In Choice (Microeconomic Foundations), classifications do not primarily organize decision rules or behavioral processes, but rather the objects, contexts, and allocative environments over which choice operates. These classifications establish what kinds of economic things are being chosen, compared, or allocated, and thereby determine which allocation rules, feasibility conditions, and welfare results apply. Rather than forming a single exhaustive taxonomy, microeconomics relies on a small number of stable, named classification systems that recur across subfields and anchor formal analysis.
Hierarchies and Multi-Level Categories
Classification in Choice often appears as layered object hierarchies, where broad economic objects subdivide into more specialized kinds. The most prominent example is the classification of goods, which partitions economic objects based on structural properties relevant to allocation and incentives. Goods may be classified at a high level (e.g., private vs. public) and then further refined by informational or institutional characteristics. These hierarchical groupings allow economists to reason systematically about allocation feasibility, market performance, and failure modes without treating each good as sui generis.
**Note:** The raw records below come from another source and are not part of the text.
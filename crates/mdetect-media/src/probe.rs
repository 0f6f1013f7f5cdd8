//! FFprobe video information.

use mdetect_models::Rotation;
use serde::{Deserialize, Serialize};
use std::path::Path;
use std::process::Stdio;
use tokio::process::Command;

use crate::command::check_ffprobe;
use crate::error::{MediaError, MediaResult};

/// Frame rate used when the container reports none.
pub const FALLBACK_FPS: f64 = 30.0;

/// Video file information.
#[derive(Debug, Clone, Serialize, Deserialize)]
pub struct VideoInfo {
    /// Duration in seconds
    pub duration: f64,
    /// Width in pixels
    pub width: u32,
    /// Height in pixels
    pub height: u32,
    /// Clockwise display rotation from the container metadata
    #[serde(default)]
    pub rotation: Rotation,
    /// Frame rate (fps), never zero
    pub fps: f64,
    /// Total frames (reported, or estimated from duration)
    pub frame_count: u64,
    /// Video codec
    pub codec: String,
    /// File size in bytes
    pub size: u64,
}

impl VideoInfo {
    /// Size of the frames FFmpeg decodes, which it rotates for display.
    pub fn display_size(&self) -> (u32, u32) {
        self.rotation.rotated_size(self.width, self.height)
    }
}

/// FFprobe JSON output format.
#[derive(Debug, Deserialize)]
struct FfprobeOutput {
    format: FfprobeFormat,
    streams: Vec<FfprobeStream>,
}

#[derive(Debug, Deserialize)]
struct FfprobeFormat {
    duration: Option<String>,
    size: Option<String>,
}

#[derive(Debug, Deserialize)]
struct FfprobeStream {
    codec_type: String,
    codec_name: Option<String>,
    width: Option<u32>,
    height: Option<u32>,
    r_frame_rate: Option<String>,
    avg_frame_rate: Option<String>,
    nb_frames: Option<String>,
    #[serde(default)]
    tags: FfprobeTags,
    #[serde(default)]
    side_data_list: Vec<FfprobeSideData>,
}

#[derive(Debug, Default, Deserialize)]
struct FfprobeTags {
    rotate: Option<String>,
}

#[derive(Debug, Deserialize)]
struct FfprobeSideData {
    /// Counter-clockwise degrees, from the display matrix
    rotation: Option<f64>,
}

impl FfprobeStream {
    fn rotation(&self) -> Rotation {
        let from_matrix = self
            .side_data_list
            .iter()
            .find_map(|d| d.rotation)
            .map(|ccw| -(ccw.round() as i32));
        let from_tag = self
            .tags
            .rotate
            .as_deref()
            .and_then(|r| r.trim().parse::<i32>().ok());

        from_matrix
            .or(from_tag)
            .map(Rotation::from_degrees)
            .unwrap_or_default()
    }
}

/// Probe a video file for information.
pub async fn probe_video(path: impl AsRef<Path>) -> MediaResult<VideoInfo> {
    let path = path.as_ref();

    if !path.exists() {
        return Err(MediaError::FileNotFound(path.to_path_buf()));
    }

    check_ffprobe()?;

    let output = Command::new("ffprobe")
        .args([
            "-v",
            "quiet",
            "-print_format",
            "json",
            "-show_format",
            "-show_streams",
        ])
        .arg(path)
        .stdin(Stdio::null())
        .stdout(Stdio::piped())
        .stderr(Stdio::piped())
        .output()
        .await?;

    if !output.status.success() {
        return Err(MediaError::FfprobeFailed {
            message: "FFprobe failed".to_string(),
            stderr: Some(String::from_utf8_lossy(&output.stderr).to_string()),
        });
    }

    parse_probe_output(&output.stdout)
}

fn parse_probe_output(json: &[u8]) -> MediaResult<VideoInfo> {
    let probe: FfprobeOutput = serde_json::from_slice(json)?;

    let video_stream = probe
        .streams
        .iter()
        .find(|s| s.codec_type == "video")
        .ok_or_else(|| MediaError::InvalidVideo("No video stream found".to_string()))?;

    let width = video_stream.width.unwrap_or(0);
    let height = video_stream.height.unwrap_or(0);
    if width == 0 || height == 0 {
        return Err(MediaError::InvalidVideo(format!(
            "Invalid frame size {}x{}",
            width, height
        )));
    }

    let duration = probe
        .format
        .duration
        .as_ref()
        .and_then(|d| d.parse::<f64>().ok())
        .unwrap_or(0.0);

    let size = probe
        .format
        .size
        .as_ref()
        .and_then(|s| s.parse::<u64>().ok())
        .unwrap_or(0);

    let fps = resolve_fps(
        video_stream.avg_frame_rate.as_deref(),
        video_stream.r_frame_rate.as_deref(),
    );

    let frame_count = video_stream
        .nb_frames
        .as_ref()
        .and_then(|n| n.parse::<u64>().ok())
        .unwrap_or_else(|| (duration * fps).round().max(0.0) as u64);

    Ok(VideoInfo {
        duration,
        width,
        height,
        rotation: video_stream.rotation(),
        fps,
        frame_count,
        codec: video_stream.codec_name.clone().unwrap_or_default(),
        size,
    })
}

/// Pick the first usable, non-zero frame rate, else [`FALLBACK_FPS`].
fn resolve_fps(avg: Option<&str>, real: Option<&str>) -> f64 {
    [avg, real]
        .into_iter()
        .flatten()
        .filter_map(parse_frame_rate)
        .find(|fps| *fps > 0.0 && fps.is_finite())
        .unwrap_or(FALLBACK_FPS)
}

/// Parse frame rate string (e.g., "30/1" or "29.97").
fn parse_frame_rate(s: &str) -> Option<f64> {
    if let Some((num, den)) = s.split_once('/') {
        let num: f64 = num.parse().ok()?;
        let den: f64 = den.parse().ok()?;
        if den > 0.0 {
            return Some(num / den);
        }
        return None;
    }
    s.parse().ok()
}

#[cfg(test)]
mod tests {
    use super::*;

    #[test]
    fn test_parse_frame_rate() {
        assert!((parse_frame_rate("30/1").unwrap() - 30.0).abs() < 0.01);
        assert!((parse_frame_rate("30000/1001").unwrap() - 29.97).abs() < 0.01);
        assert!((parse_frame_rate("29.97").unwrap() - 29.97).abs() < 0.01);
        assert!(parse_frame_rate("0/0").is_none());
    }

    #[test]
    fn test_zero_fps_falls_back() {
        assert_eq!(resolve_fps(Some("0/0"), Some("0/1")), FALLBACK_FPS);
        assert_eq!(resolve_fps(None, None), FALLBACK_FPS);
        assert!((resolve_fps(Some("0/0"), Some("25/1")) - 25.0).abs() < 1e-9);
    }

    #[test]
    fn test_parse_probe_output() {
        let json = br#"{
            "format": {"duration": "4.000000", "size": "123456"},
            "streams": [
                {"codec_type": "audio", "codec_name": "aac"},
                {"codec_type": "video", "codec_name": "h264", "width": 1280, "height": 720,
                 "avg_frame_rate": "25/1", "r_frame_rate": "25/1", "nb_frames": "100"}
            ]
        }"#;
        let info = parse_probe_output(json).unwrap();
        assert_eq!((info.width, info.height), (1280, 720));
        assert_eq!(info.frame_count, 100);
        assert_eq!(info.codec, "h264");
        assert_eq!(info.size, 123456);
        assert_eq!(info.rotation, Rotation::None);
    }

    #[test]
    fn test_parse_rotation_from_display_matrix() {
        let json = br#"{
            "format": {"duration": "1.0"},
            "streams": [{"codec_type": "video", "width": 1920, "height": 1080, "avg_frame_rate": "30/1",
                         "side_data_list": [{"side_data_type": "Display Matrix", "rotation": -90}]}]
        }"#;
        let info = parse_probe_output(json).unwrap();
        assert_eq!(info.rotation, Rotation::Cw90);
        assert_eq!((info.width, info.height), (1920, 1080));
        assert_eq!(info.display_size(), (1080, 1920));
    }

    #[test]
    fn test_parse_rotation_from_tag() {
        let json = br#"{
            "format": {},
            "streams": [{"codec_type": "video", "width": 640, "height": 480, "tags": {"rotate": "270"}}]
        }"#;
        let info = parse_probe_output(json).unwrap();
        assert_eq!(info.rotation, Rotation::Cw270);
        assert_eq!(info.display_size(), (480, 640));

        let json = br#"{
            "format": {},
            "streams": [{"codec_type": "video", "width": 640, "height": 480,
                         "tags": {"rotate": "180"}, "side_data_list": [{"side_data_type": "Other"}]}]
        }"#;
        let info = parse_probe_output(json).unwrap();
        assert_eq!(info.rotation, Rotation::Cw180);
        assert_eq!(info.display_size(), (640, 480));
    }

    #[test]
    fn test_parse_probe_output_estimates_frames() {
        let json = br#"{
            "format": {"duration": "2.0"},
            "streams": [{"codec_type": "video", "width": 64, "height": 48, "avg_frame_rate": "0/0"}]
        }"#;
        let info = parse_probe_output(json).unwrap();
        assert_eq!(info.fps, FALLBACK_FPS);
        assert_eq!(info.frame_count, 60);
    }

    #[test]
    fn test_parse_probe_output_without_video() {
        let json = br#"{"format": {}, "streams": [{"codec_type": "audio"}]}"#;
        assert!(matches!(parse_probe_output(json), Err(MediaError::InvalidVideo(_))));
    }
}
Binary Dichotomies and Conceptual Oppositions
Choice theory relies on a small number of structural dichotomies that distinguish fundamentally different kinds of allocative objects or environments. These oppositions do not describe behavior, but rather mark regime boundaries where different economic rules apply. Canonical examples include:
- Rivalrous vs. Non-rivalrous goods, distinguishing whether one agent’s use diminishes availability to others.
- Excludable vs. Non-excludable goods, distinguishing whether access can be restricted.
- Market vs. Non-market allocation contexts, distinguishing price-mediated exchange from rule- or assignment-based allocation.
- Exchange vs. Matching environments, distinguishing divisible goods traded via prices from indivisible objects allocated via assignments.
These dichotomies are structurally decisive: crossing them changes the applicability of standard market mechanisms, equilibrium concepts, and welfare theorems.
Scale and Context Dependence
Classifications in Choice are context-dependent and purpose-dependent, rather than universal in scope. The same economic object may fall into different categories depending on the allocative question being asked. For example, a good may behave as effectively private at one scale but exhibit public-good characteristics at another; similarly, allocation may be treated as individual choice in some analyses and as a collective or institutional problem in others. Choice classifications therefore operate as local structural tools, tuned to the level of aggregation and institutional setting relevant to the analysis.
Structure vs. Function (Objects vs. Decision Processes)
A key feature of Choice classifications is the separation between object structure and decision process. Microeconomic classifications primarily concern what is being chosen or allocated (goods, actions, outcomes, matches), while the how of choosing (optimization, heuristics, learning) is treated separately under mechanisms and models. This separation allows the same choice logic to be applied across different classes of objects, while preserving clarity about which allocative constraints and feasibility conditions are in force.
Universal Role of Classification in Choice
Although less taxonomically rich than biology or chemistry, Choice relies on classification to prevent category errors and to bound formal reasoning. By distinguishing among kinds of goods, allocation environments, and institutional contexts, economists can determine where price mechanisms succeed or fail, where incentives align or break down, and where non-market or institutional solutions are required. In this way, classifications in Choice serve as structural guardrails, ensuring that formal models and welfare claims are applied only within the domains where their underlying assumptions and allocation logic are valid.